[Records from a dataset]
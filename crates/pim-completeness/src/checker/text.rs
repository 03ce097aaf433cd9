use pim_core::{BackendType, Channel, Locale, ProductValue, ValueData};

use super::{supports_backend, ValueCompleteChecker};

/// Varchar and text values: complete when the string is non-empty.
#[derive(Debug, Clone, Copy, Default, PartialEq, Eq)]
pub struct TextChecker;

impl ValueCompleteChecker for TextChecker {
    fn supports_value(&self, value: &ProductValue, channel: &Channel, locale: &Locale) -> bool {
        supports_backend(&[BackendType::Varchar, BackendType::Text], value, channel, locale)
    }

    fn is_complete(&self, value: &ProductValue, _channel: &Channel, _locale: &Locale) -> bool {
        matches!(value.data(), ValueData::Text(Some(text)) if !text.is_empty())
    }
}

* _What to work on_
In the answer, each line of the data must appear exactly as written.

* _Result for this exercise_
filename crates/pim-completeness/src/checker/text.rs
repository 03ce097aaf433cd9
use pim_core::{BackendType, Channel, Locale, ProductValue, ValueData};

use super::{supports_backend, ValueCompleteChecker};

/// Varchar and text values: complete when the string is non-empty.
#[derive(Debug, Clone, Copy, Default, PartialEq, Eq)]
pub struct TextChecker;

impl ValueCompleteChecker for TextChecker {
    fn supports_value(&self, value: &ProductValue, channel: &Channel, locale: &Locale) -> bool {
        supports_backend(&[BackendType::Varchar, BackendType::Text], value, channel, locale)
    }

    fn is_complete(&self, value: &ProductValue, _channel: &Channel, _locale: &Locale) -> bool {
        matches!(value.data(), ValueData::Text(Some(text)) if !text.is_empty())
    }
}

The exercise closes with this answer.